[Stored items]
•••••

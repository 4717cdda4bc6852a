//! Message relay
//!
//! Accepts a candidate message, assigns its authoritative timestamp,
//! persists it, then publishes it to the conversation room. All commits for
//! one chat run under that chat's lock from [`ChatLocks`], so every
//! subscriber sees messages in commit order; unrelated chats stay
//! concurrent. The resolved-chat rejection is decided under the same lock,
//! which the lifecycle coordinator holds across a resolve, so a send racing
//! a resolve either commits before the transition or is rejected.

use std::sync::Arc;
use uuid::Uuid;

use livedesk_shared::{ChatStatus, Message, SenderType};

use crate::error::{ApiError, ApiResult};
use crate::storage::{ChatStore, NewMessageRecord};
use crate::websocket::{RoomManager, ServerEvent};

use super::ordering::{ChatLocks, ChatOrdering};

const MAX_CONTENT_LENGTH: usize = 10_000;

/// Relays messages: persist first, then publish the durable copy.
pub struct MessageRelay {
    store: Arc<dyn ChatStore>,
    rooms: Arc<RoomManager>,
    locks: Arc<ChatLocks>,
}

impl MessageRelay {
    pub fn new(store: Arc<dyn ChatStore>, rooms: Arc<RoomManager>, locks: Arc<ChatLocks>) -> Self {
        Self {
            store,
            rooms,
            locks,
        }
    }

    /// Relay a participant message into a chat.
    ///
    /// Rejects empty content (`Validation`), unknown chats (`NotFound`) and
    /// resolved chats (`InvalidState`). The timestamp on the returned
    /// message is the authoritative one; clients must not trust their own.
    pub async fn send(
        &self,
        chat_id: Uuid,
        sender_type: SenderType,
        sender_ref: String,
        sender_name: String,
        content: String,
    ) -> ApiResult<Message> {
        let content = content.trim().to_string();
        if content.is_empty() {
            return Err(ApiError::Validation("Message content cannot be empty".into()));
        }
        if content.len() > MAX_CONTENT_LENGTH {
            return Err(ApiError::Validation(format!(
                "Message too long (max {MAX_CONTENT_LENGTH} characters)"
            )));
        }

        // Fast path, keeps unknown and resolved chats out of the lock map
        let chat = self
            .store
            .get_chat(chat_id)
            .await?
            .ok_or(ApiError::NotFound)?;
        if chat.status == ChatStatus::Resolved {
            self.locks.evict(chat_id).await;
            return Err(resolved_rejection());
        }

        let slot = self.locks.slot(chat_id).await;
        let mut ordering = slot.lock().await;

        // Re-read under the chat lock. A resolve cannot commit while this
        // lock is held, and one that committed while this send was in
        // flight is visible here.
        let chat = self
            .store
            .get_chat(chat_id)
            .await?
            .ok_or(ApiError::NotFound)?;
        if chat.status == ChatStatus::Resolved {
            drop(ordering);
            self.locks.evict(chat_id).await;
            return Err(resolved_rejection());
        }

        self.commit(&mut ordering, chat_id, sender_type, sender_ref, sender_name, content)
            .await
    }

    /// Relay a platform-authored system message while the caller holds the
    /// chat's lock.
    ///
    /// Used by the lifecycle coordinator for transition narratives; shares
    /// the ordering path with user messages but skips the resolved-chat
    /// rejection so the resolve transition can narrate itself.
    pub(crate) async fn relay_system_locked(
        &self,
        ordering: &mut ChatOrdering,
        chat_id: Uuid,
        content: String,
    ) -> ApiResult<Message> {
        self.commit(
            ordering,
            chat_id,
            SenderType::System,
            "system".to_string(),
            "System".to_string(),
            content,
        )
        .await
    }

    async fn commit(
        &self,
        ordering: &mut ChatOrdering,
        chat_id: Uuid,
        sender_type: SenderType,
        sender_ref: String,
        sender_name: String,
        content: String,
    ) -> ApiResult<Message> {
        // Persist and publish under the chat's lock: broadcast order now
        // matches commit order for every subscriber.
        let timestamp = ordering.next_timestamp();

        let message = self
            .store
            .create_message(NewMessageRecord {
                chat_id,
                sender_type,
                sender_ref,
                sender_name,
                content,
                timestamp,
            })
            .await?;

        self.rooms
            .broadcast(
                &chat_id,
                ServerEvent::NewMessage {
                    message: message.clone(),
                },
            )
            .await;

        tracing::debug!(
            chat_id = %chat_id,
            message_id = %message.id,
            sender_type = %message.sender_type,
            "Message relayed"
        );

        Ok(message)
    }
}

fn resolved_rejection() -> ApiError {
    ApiError::InvalidState("Chat is resolved; no further messages are accepted".into())
}

#[cfg(test)]
#[allow(clippy::unwrap_used)]
mod tests {
    use super::*;
    use crate::storage::memory::MemoryChatStore;
    use crate::storage::{NewChatRecord, StatusUpdate};
    use crate::websocket::connection::{Connection, OUTBOUND_BUFFER};
    use time::OffsetDateTime;
    use tokio::sync::mpsc;

    struct Harness {
        relay: Arc<MessageRelay>,
        store: Arc<dyn ChatStore>,
        rooms: Arc<RoomManager>,
        locks: Arc<ChatLocks>,
        chat_id: Uuid,
    }

    async fn setup() -> Harness {
        let store: Arc<dyn ChatStore> = Arc::new(MemoryChatStore::new());
        let rooms = Arc::new(RoomManager::new());
        let locks = Arc::new(ChatLocks::new());
        let relay = Arc::new(MessageRelay::new(
            Arc::clone(&store),
            Arc::clone(&rooms),
            Arc::clone(&locks),
        ));

        let chat = store
            .create_chat(NewChatRecord {
                customer_name: "Ada".to_string(),
                customer_email: "a@x.com".to_string(),
            })
            .await
            .unwrap();

        Harness {
            relay,
            store,
            rooms,
            locks,
            chat_id: chat.id,
        }
    }

    async fn join_member(
        rooms: &Arc<RoomManager>,
        chat_id: Uuid,
    ) -> mpsc::Receiver<ServerEvent> {
        let (tx, rx) = mpsc::channel(OUTBOUND_BUFFER);
        rooms.join(chat_id, Arc::new(Connection::new(None, tx))).await;
        rx
    }

    fn received_contents(rx: &mut mpsc::Receiver<ServerEvent>) -> Vec<String> {
        let mut contents = Vec::new();
        while let Ok(event) = rx.try_recv() {
            if let ServerEvent::NewMessage { message } = event {
                contents.push(message.content);
            }
        }
        contents
    }

    #[tokio::test]
    async fn test_send_persists_then_publishes() {
        let h = setup().await;
        let mut rx = join_member(&h.rooms, h.chat_id).await;

        let message = h
            .relay
            .send(
                h.chat_id,
                SenderType::Customer,
                "a@x.com".to_string(),
                "Ada".to_string(),
                "help".to_string(),
            )
            .await
            .unwrap();

        // Durable copy carries the relay-assigned identity and timestamp
        let stored = h.store.list_messages(h.chat_id).await.unwrap();
        assert_eq!(stored.len(), 1);
        assert_eq!(stored[0].id, message.id);

        // The published event carries the same durable copy
        match rx.try_recv().unwrap() {
            ServerEvent::NewMessage { message: published } => {
                assert_eq!(published.id, message.id);
                assert_eq!(published.timestamp, message.timestamp);
            }
            other => panic!("Unexpected event: {other:?}"),
        }
    }

    #[tokio::test]
    async fn test_members_observe_identical_order() {
        let h = setup().await;
        let mut rx1 = join_member(&h.rooms, h.chat_id).await;
        let mut rx2 = join_member(&h.rooms, h.chat_id).await;

        h.relay
            .send(
                h.chat_id,
                SenderType::Agent,
                Uuid::new_v4().to_string(),
                "Agent A".to_string(),
                "hi".to_string(),
            )
            .await
            .unwrap();
        h.relay
            .send(
                h.chat_id,
                SenderType::Customer,
                "a@x.com".to_string(),
                "Ada".to_string(),
                "hello".to_string(),
            )
            .await
            .unwrap();

        let order1 = received_contents(&mut rx1);
        let order2 = received_contents(&mut rx2);
        assert_eq!(order1, vec!["hi", "hello"]);
        assert_eq!(order1, order2);
    }

    #[tokio::test]
    async fn test_timestamps_non_decreasing_per_chat() {
        let h = setup().await;

        for i in 0..5 {
            h.relay
                .send(
                    h.chat_id,
                    SenderType::Customer,
                    "a@x.com".to_string(),
                    "Ada".to_string(),
                    format!("message {i}"),
                )
                .await
                .unwrap();
        }

        let messages = h.store.list_messages(h.chat_id).await.unwrap();
        for pair in messages.windows(2) {
            assert!(pair[0].timestamp <= pair[1].timestamp);
        }
    }

    #[tokio::test]
    async fn test_rejects_empty_content() {
        let h = setup().await;

        let result = h
            .relay
            .send(
                h.chat_id,
                SenderType::Customer,
                "a@x.com".to_string(),
                "Ada".to_string(),
                "   ".to_string(),
            )
            .await;
        assert!(matches!(result, Err(ApiError::Validation(_))));
    }

    #[tokio::test]
    async fn test_rejects_unknown_chat_without_tracking_it() {
        let h = setup().await;

        let result = h
            .relay
            .send(
                Uuid::new_v4(),
                SenderType::Customer,
                "a@x.com".to_string(),
                "Ada".to_string(),
                "help".to_string(),
            )
            .await;
        assert!(matches!(result, Err(ApiError::NotFound)));
        assert_eq!(h.locks.tracked_chats().await, 0);
    }

    #[tokio::test]
    async fn test_send_after_external_resolve_rejected_and_untracked() {
        let h = setup().await;

        h.relay
            .send(
                h.chat_id,
                SenderType::Customer,
                "a@x.com".to_string(),
                "Ada".to_string(),
                "help".to_string(),
            )
            .await
            .unwrap();
        assert_eq!(h.locks.tracked_chats().await, 1);

        // Another relay instance sharing the store resolves the chat
        h.store
            .cas_update_status(
                h.chat_id,
                ChatStatus::Waiting,
                StatusUpdate {
                    new_status: ChatStatus::Resolved,
                    agent_id: None,
                    agent_name: None,
                    ended_at: Some(OffsetDateTime::now_utc()),
                },
            )
            .await
            .unwrap();

        let result = h
            .relay
            .send(
                h.chat_id,
                SenderType::Customer,
                "a@x.com".to_string(),
                "Ada".to_string(),
                "still there?".to_string(),
            )
            .await;
        assert!(matches!(result, Err(ApiError::InvalidState(_))));
        assert_eq!(h.locks.tracked_chats().await, 0);

        let messages = h.store.list_messages(h.chat_id).await.unwrap();
        assert_eq!(messages.len(), 1);
    }
}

•••••

» **Work item**: Your task is to quote, without any alteration, the lines running from the top of the records to the line that holds "concurrent. The resolved-chat", both included.

» **Expected output**:
repository 4717cdda4bc6852a
//! Message relay
//!
//! Accepts a candidate message, assigns its authoritative timestamp,
//! persists it, then publishes it to the conversation room. All commits for
//! one chat run under that chat's lock from [`ChatLocks`], so every
//! subscriber sees messages in commit order; unrelated chats stay
//! concurrent. The resolved-chat rejection is decided under the same lock,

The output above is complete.